R – Deux étrangers sont décédés. Nous avons confirmation de la nationalité française de l’un d’entre eux. Nous comptons sur la justice malgache pour faire toute la lumière sur les circonstances exactes de ces événements et avons demandé aux autorités malgaches de prendre les mesures pour assurer la sécurité de nos ressortissants sur place, Nosy Be étant une destination fréquentée par les touristes.
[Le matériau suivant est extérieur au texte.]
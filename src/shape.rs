//! Symbolic dimension sizes.
//!
//! Shapes are sequences of [`Expr`] values so that symbolic (not yet known)
//! sizes can flow through the shape algebra unchanged while concrete sizes
//! fold to integers. Two dimensions are compared with [`dim_eq`], never with
//! raw `==` on unsimplified expressions.

use std::fmt::Display;
use std::ops::{Add, Div, Mul, Neg, Rem, Sub};

use crate::dtype::DType;

#[derive(Debug, Clone, PartialEq, Eq)]
pub enum Expr {
    Int(isize),
    Var(String),

    Add(Box<Self>, Box<Self>),
    Sub(Box<Self>, Box<Self>),
    Mul(Box<Self>, Box<Self>),
    Div(Box<Self>, Box<Self>),
    Rem(Box<Self>, Box<Self>),
    Max(Box<Self>, Box<Self>),
    Neg(Box<Self>),
}

/// A tensor shape: one size expression per axis.
pub type Shape = Vec<Expr>;

impl Display for Expr {
    fn fmt(&self, f: &mut std::fmt::Formatter<'_>) -> std::fmt::Result {
        match self {
            Expr::Int(i) => write!(f, "{}", i),
            Expr::Var(s) => write!(f, "{}", s),
            Expr::Add(a, b) => write!(f, "({} + {})", a, b),
            Expr::Sub(a, b) => write!(f, "({} - {})", a, b),
            Expr::Mul(a, b) => write!(f, "({} * {})", a, b),
            Expr::Div(a, b) => write!(f, "({} / {})", a, b),
            Expr::Rem(a, b) => write!(f, "({} % {})", a, b),
            Expr::Max(a, b) => write!(f, "max({}, {})", a, b),
            Expr::Neg(a) => write!(f, "(-{})", a),
        }
    }
}

impl Expr {
    pub fn zero() -> Self {
        Expr::Int(0)
    }

    /// `max(self, other)` as an expression node.
    pub fn max(self, other: Self) -> Self {
        Expr::Max(Box::new(self), Box::new(other))
    }

    /// The constant value of this expression, if it folds to one.
    pub fn as_const(&self) -> Option<isize> {
        match self.clone().simplify() {
            Expr::Int(i) => Some(i),
            _ => None,
        }
    }

    /// Constant-folds and applies the usual identities.
    ///
    /// Division and remainder fold with euclidean semantics (floor for the
    /// positive divisors used throughout the shape algebra); the output-size
    /// formula depends on floor, not truncation.
    pub fn simplify(self) -> Self {
        match self {
            Expr::Int(_) | Expr::Var(_) => self,
            Expr::Add(a, b) => {
                let a = a.simplify();
                let b = b.simplify();
                match (a, b) {
                    (a, Expr::Int(b)) => {
                        let (base, c) = split_const(a);
                        join_const(base, c + b)
                    }
                    (Expr::Int(a), b) => {
                        let (base, c) = split_const(b);
                        join_const(base, c + a)
                    }
                    (a, b) => Expr::Add(Box::new(a), Box::new(b)),
                }
            }
            Expr::Sub(a, b) => {
                let a = a.simplify();
                let b = b.simplify();
                match (a, b) {
                    (a, b) if a == b => Expr::Int(0),
                    (a, Expr::Int(b)) => {
                        let (base, c) = split_const(a);
                        join_const(base, c - b)
                    }
                    (a, b) => Expr::Sub(Box::new(a), Box::new(b)),
                }
            }
            Expr::Mul(a, b) => {
                let a = a.simplify();
                let b = b.simplify();
                match (a, b) {
                    (Expr::Int(a), Expr::Int(b)) => Expr::Int(a * b),
                    (_, Expr::Int(0)) | (Expr::Int(0), _) => Expr::Int(0),
                    (expr, Expr::Int(1)) | (Expr::Int(1), expr) => expr,
                    (a, b) => Expr::Mul(Box::new(a), Box::new(b)),
                }
            }
            Expr::Div(a, b) => {
                let a = a.simplify();
                let b = b.simplify();
                match (a, b) {
                    (Expr::Int(a), Expr::Int(b)) if b != 0 => Expr::Int(a.div_euclid(b)),
                    (Expr::Int(0), _) => Expr::Int(0),
                    (expr, Expr::Int(1)) => expr,
                    (a, b) if a == b => Expr::Int(1),
                    (a, b) => Expr::Div(Box::new(a), Box::new(b)),
                }
            }
            Expr::Rem(a, b) => {
                let a = a.simplify();
                let b = b.simplify();
                match (a, b) {
                    (Expr::Int(a), Expr::Int(b)) if b != 0 => Expr::Int(a.rem_euclid(b)),
                    (Expr::Int(0), _) => Expr::Int(0),
                    (_, Expr::Int(1)) => Expr::Int(0),
                    (a, b) => Expr::Rem(Box::new(a), Box::new(b)),
                }
            }
            Expr::Max(a, b) => {
                let a = a.simplify();
                let b = b.simplify();
                match (a, b) {
                    (Expr::Int(a), Expr::Int(b)) => Expr::Int(a.max(b)),
                    (a, b) if a == b => a,
                    (a, b) => Expr::Max(Box::new(a), Box::new(b)),
                }
            }
            Expr::Neg(expr) => match expr.simplify() {
                Expr::Int(val) => Expr::Int(-val),
                Expr::Neg(inner) => *inner,
                e => Expr::Neg(Box::new(e)),
            },
        }
    }
}

/// Splits a simplified expression into a base term and a trailing integer
/// offset, so that constant chains like `(x - 1) + 1` fold across node
/// boundaries instead of accumulating.
fn split_const(e: Expr) -> (Option<Expr>, isize) {
    match e {
        Expr::Int(c) => (None, c),
        Expr::Add(base, off) => match (*base, *off) {
            (base, Expr::Int(c)) => (Some(base), c),
            (base, off) => (Some(Expr::Add(Box::new(base), Box::new(off))), 0),
        },
        Expr::Sub(base, off) => match (*base, *off) {
            (base, Expr::Int(c)) => (Some(base), -c),
            (base, off) => (Some(Expr::Sub(Box::new(base), Box::new(off))), 0),
        },
        e => (Some(e), 0),
    }
}

/// Inverse of [`split_const`]: `base + c`, normalized so the constant sits on
/// the right of a single `Add` or `Sub` node.
fn join_const(base: Option<Expr>, c: isize) -> Expr {
    match base {
        None => Expr::Int(c),
        Some(base) if c == 0 => base,
        Some(base) if c > 0 => Expr::Add(Box::new(base), Box::new(Expr::Int(c))),
        Some(base) => Expr::Sub(Box::new(base), Box::new(Expr::Int(-c))),
    }
}

/// Shape-equality predicate for possibly-symbolic dimensions: equal iff the
/// simplified forms coincide. Undecidable symbolic pairs compare unequal.
pub fn dim_eq(a: &Expr, b: &Expr) -> bool {
    a.clone().simplify() == b.clone().simplify()
}

/// Builds a shape from concrete sizes.
pub fn shape_of(dims: &[isize]) -> Shape {
    dims.iter().map(|&d| Expr::Int(d)).collect()
}

impl Add for Expr {
    type Output = Self;

    fn add(self, rhs: Self) -> Self::Output {
        Self::Add(Box::new(self), Box::new(rhs))
    }
}

impl Sub for Expr {
    type Output = Self;

    fn sub(self, rhs: Self) -> Self::Output {
        Self::Sub(Box::new(self), Box::new(rhs))
    }
}

impl Mul for Expr {
    type Output = Self;

    fn mul(self, rhs: Self) -> Self::Output {
        Self::Mul(Box::new(self), Box::new(rhs))
    }
}

impl Div for Expr {
    type Output = Self;

    fn div(self, rhs: Self) -> Self::Output {
        Self::Div(Box::new(self), Box::new(rhs))
    }
}

impl Rem for Expr {
    type Output = Self;

    fn rem(self, rhs: Self) -> Self::Output {
        Self::Rem(Box::new(self), Box::new(rhs))
    }
}

impl Neg for Expr {
    type Output = Self;

    fn neg(self) -> Self::Output {
        Self::Neg(Box::new(self))
    }
}

impl From<isize> for Expr {
    fn from(i: isize) -> Self {
        Self::Int(i)
    }
}

impl From<i32> for Expr {
    fn from(i: i32) -> Self {
        Self::Int(i as isize)
    }
}

impl From<usize> for Expr {
    fn from(i: usize) -> Self {
        Self::Int(i as isize)
    }
}

/// The abstract value of an operand or result: element type plus shape,
/// with no backing data.
#[derive(Debug, Clone, PartialEq)]
pub struct AbstractValue {
    pub dtype: DType,
    pub shape: Shape,
}

impl AbstractValue {
    pub fn new(dtype: DType, shape: Shape) -> Self {
        AbstractValue { dtype, shape }
    }

    /// Abstract value with concrete sizes.
    pub fn concrete(dtype: DType, dims: &[isize]) -> Self {
        AbstractValue {
            dtype,
            shape: shape_of(dims),
        }
    }

    pub fn rank(&self) -> usize {
        self.shape.len()
    }
}
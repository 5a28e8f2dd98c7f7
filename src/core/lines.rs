//! Single-byte line decoding
//!
//! PDF bodies mix text with binary streams, so lines are decoded as ISO-8859-1:
//! every byte maps to the codepoint of the same value and decoding cannot fail.

use std::io::{self, BufRead};

/// Iterator over the lines of a byte stream, decoded as ISO-8859-1
///
/// Lines end at `\n`, `\r\n` or a lone `\r`; the terminator is stripped.
/// A trailing terminator does not produce an extra empty line.
pub struct Latin1Lines<R> {
    reader: R,
}

impl<R: BufRead> Latin1Lines<R> {
    pub fn new(reader: R) -> Self {
        Self { reader }
    }

    /// Read the next line, or `None` once the stream is exhausted
    pub fn next_line(&mut self) -> io::Result<Option<String>> {
        let mut line = String::new();
        let mut read_any = false;

        loop {
            let (consumed, terminator) = {
                let buf = match self.reader.fill_buf() {
                    Ok(buf) => buf,
                    Err(e) if e.kind() == io::ErrorKind::Interrupted => continue,
                    Err(e) => return Err(e),
                };
                if buf.is_empty() {
                    return Ok(read_any.then_some(line));
                }
                read_any = true;

                match buf.iter().position(|&b| b == b'\n' || b == b'\r') {
                    Some(end) => {
                        line.extend(buf[..end].iter().copied().map(char::from));
                        (end + 1, Some(buf[end]))
                    }
                    None => {
                        line.extend(buf.iter().copied().map(char::from));
                        (buf.len(), None)
                    }
                }
            };
            self.reader.consume(consumed);

            match terminator {
                Some(b'\r') => {
                    self.skip_line_feed()?;
                    return Ok(Some(line));
                }
                Some(_) => return Ok(Some(line)),
                None => {}
            }
        }
    }

    // A '\r' directly followed by '\n' is a single terminator.
    fn skip_line_feed(&mut self) -> io::Result<()> {
        loop {
            match self.reader.fill_buf() {
                Ok(buf) => {
                    if buf.first() == Some(&b'\n') {
                        self.reader.consume(1);
                    }
                    return Ok(());
                }
                Err(e) if e.kind() == io::ErrorKind::Interrupted => continue,
                Err(e) => return Err(e),
            }
        }
    }
}

impl<R: BufRead> Iterator for Latin1Lines<R> {
    type Item = io::Result<String>;

    fn next(&mut self) -> Option<Self::Item> {
        self.next_line().transpose()
    }
}
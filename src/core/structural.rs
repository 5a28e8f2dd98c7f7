//! Line-oriented structural comparison
//!
//! Both documents are walked line by line in lock-step. Differing lines are
//! excused when an [`IgnorePolicy`] prefix is shared by both lines, and an ignored
//! array excuses every differing line up to and including the one that closes it.

use std::io::{BufReader, Read};

use tracing::{debug, error};

use super::error::Result;
use super::lines::Latin1Lines;
use super::policy::IgnorePolicy;

/// Position of the line walk relative to ignored arrays
#[derive(Debug, Clone, Copy, PartialEq, Eq, Default)]
pub enum ScanState {
    #[default]
    Normal,
    SkippingArray,
}

/// Outcome of comparing one line pair
#[derive(Debug, Clone, Copy, PartialEq, Eq)]
pub enum LineVerdict {
    Same,
    Excused,
    Different,
}

impl ScanState {
    /// Feed one line pair and return the next state with the verdict for the pair
    pub fn step(self, actual: &str, expected: &str, policy: &IgnorePolicy) -> (ScanState, LineVerdict) {
        if actual == expected {
            return (self, LineVerdict::Same);
        }

        match self {
            ScanState::SkippingArray => {
                let next = if actual.contains(']') {
                    ScanState::Normal
                } else {
                    ScanState::SkippingArray
                };
                (next, LineVerdict::Excused)
            }
            ScanState::Normal if policy.opens_array(actual, expected) => {
                (ScanState::SkippingArray, LineVerdict::Excused)
            }
            ScanState::Normal if policy.is_ignored_line(actual, expected) => {
                (ScanState::Normal, LineVerdict::Excused)
            }
            ScanState::Normal => (ScanState::Normal, LineVerdict::Different),
        }
    }
}

/// Compare two documents line by line under `policy`
///
/// `None` stands for a missing document; a missing document is never equal to
/// anything, including another missing document.
///
/// The walk is driven by `actual`: once it runs out of lines the documents are
/// considered equal, even if `expected` has lines left. `expected` running out
/// first is a mismatch.
pub fn are_contents_equal_with<A, E>(actual: Option<A>, expected: Option<E>, policy: &IgnorePolicy) -> Result<bool>
where
    A: Read,
    E: Read,
{
    let (Some(actual), Some(expected)) = (actual, expected) else {
        return Ok(false);
    };

    let mut actual_lines = Latin1Lines::new(BufReader::new(actual));
    let mut expected_lines = Latin1Lines::new(BufReader::new(expected));
    let mut state = ScanState::Normal;
    let mut line_number: usize = 1;

    while let Some(line1) = actual_lines.next_line()? {
        let Some(line2) = expected_lines.next_line()? else {
            debug!(line = line_number, "expected document ended before actual document");
            return Ok(false);
        };

        let (next, verdict) = state.step(&line1, &line2, policy);
        if verdict == LineVerdict::Different {
            error!("The following lines [#{}] are different!\n\t1. {}\n\t2. {}", line_number, line1, line2);
            return Ok(false);
        }
        state = next;
        line_number += 1;
    }

    Ok(true)
}

/// Compare two in-memory documents under `policy`
pub fn are_contents_equal_with_policy(actual: &[u8], expected: &[u8], policy: &IgnorePolicy) -> Result<bool> {
    are_contents_equal_with(Some(actual), Some(expected), policy)
}

/// Compare two in-memory documents under the default policy
pub fn are_contents_equal(actual: &[u8], expected: &[u8]) -> Result<bool> {
    are_contents_equal_with_policy(actual, expected, IgnorePolicy::default_policy())
}
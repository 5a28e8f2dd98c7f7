//! Line prefixes exempted from structural comparison

use std::collections::BTreeSet;

/// Prefixes of single lines that carry environment specific values.
///
/// The `<<` forms cover the same keys when they open a dictionary on the line.
/// `%` covers comment lines, but only when the comment starts in the first column.
pub const DEFAULT_SCALAR_PREFIXES: &[&str] = &[
    "/Producer",
    "/Creator",
    "/CreationDate",
    "/DocChecksum",
    "/Root",
    "<</Producer",
    "<</Creator",
    "<</CreationDate",
    "<</DocChecksum",
    "<</Root",
    "%",
];

/// Prefixes opening an array that may span several lines, up to the first line containing `]`.
pub const DEFAULT_ARRAY_PREFIXES: &[&str] = &["/ID", "<</ID"];

lazy_static::lazy_static! {
    static ref DEFAULT_POLICY: IgnorePolicy =
        IgnorePolicy::new(DEFAULT_ARRAY_PREFIXES.iter().copied(), DEFAULT_SCALAR_PREFIXES.iter().copied());
}

/// Immutable set of line prefixes to ignore when two lines differ
///
/// A prefix only excuses a differing line pair when *both* lines start with it.
#[derive(Debug, Clone, PartialEq, Eq)]
pub struct IgnorePolicy {
    array_prefixes: BTreeSet<String>,
    scalar_prefixes: BTreeSet<String>,
}

impl IgnorePolicy {
    /// Build a policy from array and scalar prefixes
    ///
    /// Either set may be empty; an empty policy excuses nothing.
    pub fn new<A, S>(array_prefixes: A, scalar_prefixes: S) -> Self
    where
        A: IntoIterator,
        A::Item: Into<String>,
        S: IntoIterator,
        S::Item: Into<String>,
    {
        Self {
            array_prefixes: array_prefixes.into_iter().map(Into::into).collect(),
            scalar_prefixes: scalar_prefixes.into_iter().map(Into::into).collect(),
        }
    }

    /// Build a policy from sets that may contain absent entries; those are dropped
    pub fn from_optional<A, S>(array_prefixes: A, scalar_prefixes: S) -> Self
    where
        A: IntoIterator<Item = Option<String>>,
        S: IntoIterator<Item = Option<String>>,
    {
        Self::new(array_prefixes.into_iter().flatten(), scalar_prefixes.into_iter().flatten())
    }

    /// A policy that excuses nothing
    pub fn empty() -> Self {
        Self {
            array_prefixes: BTreeSet::new(),
            scalar_prefixes: BTreeSet::new(),
        }
    }

    /// The process-wide default policy, built on first use
    pub fn default_policy() -> &'static IgnorePolicy {
        &DEFAULT_POLICY
    }

    pub fn array_prefixes(&self) -> &BTreeSet<String> {
        &self.array_prefixes
    }

    pub fn scalar_prefixes(&self) -> &BTreeSet<String> {
        &self.scalar_prefixes
    }

    /// Whether both lines open an ignored array
    pub fn opens_array(&self, actual: &str, expected: &str) -> bool {
        shared_prefix(&self.array_prefixes, actual, expected)
    }

    /// Whether both lines are ignored scalar lines
    pub fn is_ignored_line(&self, actual: &str, expected: &str) -> bool {
        shared_prefix(&self.scalar_prefixes, actual, expected)
    }
}

impl Default for IgnorePolicy {
    fn default() -> Self {
        Self::default_policy().clone()
    }
}

fn shared_prefix(prefixes: &BTreeSet<String>, actual: &str, expected: &str) -> bool {
    prefixes
        .iter()
        .any(|prefix| actual.starts_with(prefix.as_str()) && expected.starts_with(prefix.as_str()))
}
Afin de garantir la sécurité des Français sur place (environ 700 de nos compatriotes résidant à Nosy Be sont inscrits au registre des Français de l’étranger), plusieurs messages de vigilance ont été adressés ces dernières heures aux Français présents sur cette île, par SMS, message électronique ou par le biais du système Ariane pour les Français de passage ayant signalé leur déplacement. Les “conseils aux voyageurs” viennent d’être actualisés. ll est recommandé aux personnes présentes à Nosy Be de ne pas se déplacer et à celles qui ont prévu de s’y rendre de différer provisoirement leur visite. L’école française a été temporairement fermée.